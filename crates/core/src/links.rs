//! Outbound search URL builders for the supported marketplaces.
//!
//! These mirror the exact URL shapes users expect to land on; the eBay
//! category 29223 is "Antiquarian & Collectible" books.

/// eBay keyword search, scoped to the collectible books category.
pub fn ebay_search_url(term: &str) -> String {
    format!(
        "https://www.ebay.com/sch/i.html?_nkw={}&_category=29223",
        urlencoding::encode(term)
    )
}

/// AbeBooks full-text title search.
pub fn abebooks_search_url(term: &str) -> String {
    format!(
        "https://www.abebooks.com/servlet/SearchResults?sts=t&tn={}",
        urlencoding::encode(term)
    )
}

/// Plain web search fallback.
pub fn google_search_url(term: &str) -> String {
    format!(
        "https://www.google.com/search?q={}",
        urlencoding::encode(term)
    )
}

/// Source-appropriate search URL for a title/author pair.
///
/// Used as the listing link for synthetic results, where no real listing
/// page exists to point at.
pub fn market_search_url(source: &str, title: &str, author: &str) -> String {
    let combined = format!("{} {}", title, author);
    if source.contains("eBay") {
        ebay_search_url(&combined)
    } else if source.contains("AbeBooks") {
        format!(
            "https://www.abebooks.com/servlet/SearchResults?sts=t&tn={}&an={}",
            urlencoding::encode(title),
            urlencoding::encode(author)
        )
    } else if source.contains("Biblio") {
        format!(
            "https://www.biblio.com/search.php?stage=1&title={}&author={}",
            urlencoding::encode(title),
            urlencoding::encode(author)
        )
    } else {
        google_search_url(&combined)
    }
}

/// "Read online" link: the catalog's preview page when one exists, else a
/// full-text archive search keyed on title and author.
pub fn read_online_url(title: &str, author: &str, preview_link: Option<&str>) -> String {
    if let Some(preview) = preview_link {
        if !preview.is_empty() {
            return preview.to_string();
        }
    }
    format!(
        "https://archive.org/search.php?query=title:({}) AND creator:({})&mediatype=texts",
        urlencoding::encode(title),
        urlencoding::encode(author)
    )
}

**Try it**
Filter the data above, keeping only lines that include the string "else".

**Response**
    } else if source.contains("AbeBooks") {
    } else if source.contains("Biblio") {
    } else {
/// "Read online" link: the catalog's preview page when one exists, else a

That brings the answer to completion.